By all accounts, Noah Mills is pretty successful. At 33, he is one of the most celebrated male models of all time, discovered while he was at college in Vancouver, Canada one day, and working for Tom Ford in Milan the next. He’s since walked the runways and appeared in campaigns for almost every major fashion brand – Mills was basically the face (and body) of Dolce & Gabbana in the mid-2000s – and Models.com called him, “one of the most sought after names in the industry”. When the acting bug bit, the rugged and handsome leading man landed memorable roles in Sex and the City 2 and the hit TV series, 2 Broke Girls.

Noah Mills. Photograph: Ssam Kim

But that was then and this is now, almost a decade later. And despite his confident demeanour, laidback LA charm and shaving commercial good looks, Mills says he’s still struggling sometimes, to find his footing in the industry. “I have a lot of expectations for myself,” Mills says. “Success is great, but it can be a double-edged sword. I don’t think I’ve ever stepped back to say, ‘Good job Noah, you’ve done well’.”

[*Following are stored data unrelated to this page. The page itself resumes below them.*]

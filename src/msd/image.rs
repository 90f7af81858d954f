//! Image file checks
//!
//! Anything written into a LUN file is opened by the kernel with full
//! privileges, so the path is vetted first: no system directories (including
//! via symlinks), and it must be a readable, non-empty regular file.

use std::fs::{self, File};
use std::path::{Component, Path, PathBuf};

use serde::Serialize;
use tracing::debug;

use crate::error::{AppError, Result};

/// Directories an image may never come from (whole-component prefix match)
const DENIED_PREFIXES: [&str; 11] = [
    "/system",
    "/sys",
    "/proc",
    "/dev",
    "/etc",
    "/bin",
    "/sbin",
    "/boot",
    "/root",
    "/data/system",
    "/data/data",
];

/// Symlink hops followed before giving up
const MAX_SYMLINK_HOPS: usize = 16;

/// Image file metadata
#[derive(Debug, Clone, Serialize)]
pub struct ImageInfo {
    /// Absolute path
    pub path: PathBuf,
    /// File size in bytes
    pub size: u64,
}

impl ImageInfo {
    /// Format size for display
    pub fn size_display(&self) -> String {
        const KB: u64 = 1024;
        const MB: u64 = KB * 1024;
        const GB: u64 = MB * 1024;

        if self.size >= GB {
            format!("{:.2} GB", self.size as f64 / GB as f64)
        } else if self.size >= MB {
            format!("{:.2} MB", self.size as f64 / MB as f64)
        } else if self.size >= KB {
            format!("{:.2} KB", self.size as f64 / KB as f64)
        } else {
            format!("{} B", self.size)
        }
    }
}

/// Drop `.` and fold `..` without touching the filesystem
fn normalize(path: &Path) -> PathBuf {
    let mut out = PathBuf::new();
    for component in path.components() {
        match component {
            Component::CurDir => {}
            Component::ParentDir => {
                out.pop();
            }
            other => out.push(other),
        }
    }
    out
}

/// Make `path` absolute against the current directory, `.` and `..` folded
pub fn absolute_path(path: &Path) -> Result<PathBuf> {
    if path.is_absolute() {
        return Ok(normalize(path));
    }
    std::env::current_dir()
        .map(|cwd| normalize(&cwd.join(path)))
        .map_err(|e| AppError::InvalidImage(format!("invalid path {}: {}", path.display(), e)))
}

fn check_not_denied(path: &Path) -> Result<()> {
    match DENIED_PREFIXES.iter().find(|p| path.starts_with(p)) {
        Some(denied) => Err(AppError::InvalidImage(format!(
            "cannot mount files from system directory: {}",
            denied
        ))),
        None => Ok(()),
    }
}

/// Reject paths in (or symlinked into) a system directory
///
/// `path` must already be absolute and normalized.
fn validate_safe_path(path: &Path) -> Result<()> {
    let mut current = path.to_path_buf();

    for _ in 0..MAX_SYMLINK_HOPS {
        check_not_denied(&current)?;

        let Ok(target) = fs::read_link(&current) else {
            // Symlinked parent directories are caught on the resolved path
            if let Ok(resolved) = fs::canonicalize(&current) {
                check_not_denied(&resolved)?;
            }
            return Ok(());
        };
        debug!("{} is a symlink to {}", current.display(), target.display());

        current = match current.parent() {
            Some(dir) => normalize(&dir.join(&target)),
            None => normalize(&target),
        };
    }

    Err(AppError::InvalidImage(format!(
        "too many levels of symbolic links: {}",
        path.display()
    )))
}

/// Check that `path` may be exposed as a disk image
pub fn validate_image(path: &Path) -> Result<ImageInfo> {
    // LUN attributes are text; a lossy conversion would name another file
    if path.to_str().is_none() {
        return Err(AppError::InvalidImage(format!(
            "path is not valid UTF-8: {}",
            path.display()
        )));
    }
    let path = absolute_path(path)?;
    validate_safe_path(&path)?;

    let metadata = fs::metadata(&path).map_err(|e| {
        if e.kind() == std::io::ErrorKind::NotFound {
            AppError::InvalidImage(format!("file does not exist: {}", path.display()))
        } else {
            AppError::InvalidImage(format!("cannot access file {}: {}", path.display(), e))
        }
    })?;

    if metadata.is_dir() {
        return Err(AppError::InvalidImage(format!(
            "path is a directory: {}",
            path.display()
        )));
    }
    if metadata.len() == 0 {
        return Err(AppError::InvalidImage(format!(
            "file is empty: {}",
            path.display()
        )));
    }

    File::open(&path).map_err(|e| {
        AppError::InvalidImage(format!("file not readable {}: {}", path.display(), e))
    })?;

    Ok(ImageInfo {
        size: metadata.len(),
        path,
    })
}

#[cfg(test)]
mod tests {
    use super::*;
    use std::os::unix::fs::symlink;
    use tempfile::TempDir;

    #[test]
    fn test_rejects_system_directory() {
        let err = validate_image(Path::new("/system/app/evil.iso")).unwrap_err();
        assert!(err.to_string().contains("/system"));
    }

    #[test]
    fn test_rejects_empty_file() {
        let temp_dir = TempDir::new().unwrap();
        let image = temp_dir.path().join("empty.img");
        fs::write(&image, b"").unwrap();

        assert!(matches!(
            validate_image(&image),
            Err(AppError::InvalidImage(msg)) if msg.contains("empty")
        ));
    }

    #[test]
    fn test_rejects_directory() {
        let temp_dir = TempDir::new().unwrap();
        assert!(matches!(
            validate_image(temp_dir.path()),
            Err(AppError::InvalidImage(msg)) if msg.contains("directory")
        ));
    }

    #[test]
    fn test_rejects_missing_file() {
        let temp_dir = TempDir::new().unwrap();
        assert!(matches!(
            validate_image(&temp_dir.path().join("missing.iso")),
            Err(AppError::InvalidImage(msg)) if msg.contains("does not exist")
        ));
    }

    #[test]
    fn test_accepts_regular_file() {
        let temp_dir = TempDir::new().unwrap();
        let image = temp_dir.path().join("disk.img");
        fs::write(&image, vec![0u8; 4096]).unwrap();

        let info = validate_image(&image).unwrap();
        assert_eq!(info.path, image);
        assert_eq!(info.size, 4096);
        assert_eq!(info.size_display(), "4.00 KB");
    }

    #[test]
    fn test_rejects_symlink_into_system_directory() {
        let temp_dir = TempDir::new().unwrap();
        let link = temp_dir.path().join("passwd.img");
        symlink("/etc/passwd", &link).unwrap();

        assert!(matches!(
            validate_image(&link),
            Err(AppError::InvalidImage(msg)) if msg.contains("/etc")
        ));
    }

    #[test]
    fn test_rejects_parent_dir_escape() {
        assert!(matches!(
            validate_image(Path::new("/tmp/../etc/passwd")),
            Err(AppError::InvalidImage(msg)) if msg.contains("/etc")
        ));
        assert!(matches!(
            validate_image(Path::new("/sys/./../etc/passwd")),
            Err(AppError::InvalidImage(msg)) if msg.contains("/etc")
        ));
    }

    #[test]
    fn test_rejects_relative_symlink_escape() {
        let temp_dir = TempDir::new().unwrap();
        let link = temp_dir.path().join("p.img");
        let mut target = PathBuf::new();
        for _ in temp_dir.path().components().skip(1) {
            target.push("..");
        }
        target.push("etc/passwd");
        symlink(&target, &link).unwrap();

        assert!(matches!(
            validate_image(&link),
            Err(AppError::InvalidImage(msg)) if msg.contains("/etc")
        ));
    }

    #[test]
    fn test_rejects_symlinked_parent_directory() {
        let temp_dir = TempDir::new().unwrap();
        let link = temp_dir.path().join("etc-link");
        symlink("/etc", &link).unwrap();

        assert!(matches!(
            validate_image(&link.join("passwd")),
            Err(AppError::InvalidImage(msg)) if msg.contains("/etc")
        ));
    }

    #[test]
    fn test_deny_list_matches_whole_components() {
        assert!(check_not_denied(Path::new("/sysfoo/disk.img")).is_ok());
        assert!(check_not_denied(Path::new("/data/systemic/disk.img")).is_ok());
        assert!(check_not_denied(Path::new("/sys/disk.img")).is_err());
        assert!(check_not_denied(Path::new("/data/data/disk.img")).is_err());
    }

    #[test]
    fn test_normalize_folds_dots() {
        assert_eq!(
            normalize(Path::new("/tmp/./a/../b.img")),
            PathBuf::from("/tmp/b.img")
        );
        assert_eq!(normalize(Path::new("/../etc")), PathBuf::from("/etc"));
    }

    #[test]
    fn test_rejects_non_utf8_path() {
        use std::ffi::OsStr;
        use std::os::unix::ffi::OsStrExt;

        let temp_dir = TempDir::new().unwrap();
        let image = temp_dir
            .path()
            .join(OsStr::from_bytes(b"img\xff.iso"));
        fs::write(&image, vec![0u8; 512]).unwrap();

        assert!(matches!(
            validate_image(&image),
            Err(AppError::InvalidImage(msg)) if msg.contains("UTF-8")
        ));
    }

    #[test]
    fn test_symlink_cycle_terminates() {
        let temp_dir = TempDir::new().unwrap();
        let a = temp_dir.path().join("a.img");
        let b = temp_dir.path().join("b.img");
        symlink(&b, &a).unwrap();
        symlink(&a, &b).unwrap();

        assert!(matches!(
            validate_image(&a),
            Err(AppError::InvalidImage(msg)) if msg.contains("symbolic links")
        ));
    }

    #[test]
    fn test_size_display() {
        let info = ImageInfo {
            path: PathBuf::from("/sdcard/x.iso"),
            size: 3 * 1024 * 1024 * 1024,
        };
        assert_eq!(info.size_display(), "3.00 GB");
    }
}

Noah Mills. Photograph: Ssam Kim

Mills is calling from his apartment in New York’s West Village, on a rare day off from filming The Enemy Within, a US spy-themed drama series that premieres this spring. While he was born in Toronto, both of Mills’ parents are American, and the family moved to Baltimore when he was young. He returned to Canada as a teenager, attending a boarding school on Victoria Island, where he fell in love with a Canadian girl and worked at Best Buy and tried to graduate with enough credits to get into college to study psychology … or something.

Noah Mills. Photograph: Ssam Kim

Mills admits those years were “kind of unorganised and crazy”, so when a local scout approached him one day and asked if he’d be interested in modelling, he was all in. The small modelling job paid more than anything he had ever done, and, coupled with a bad break-up with his girlfriend, Mills packed up his Nissan Maxima and drove across the continent and settled in New York. A few weeks later, he booked his first runway show, walking for Gucci.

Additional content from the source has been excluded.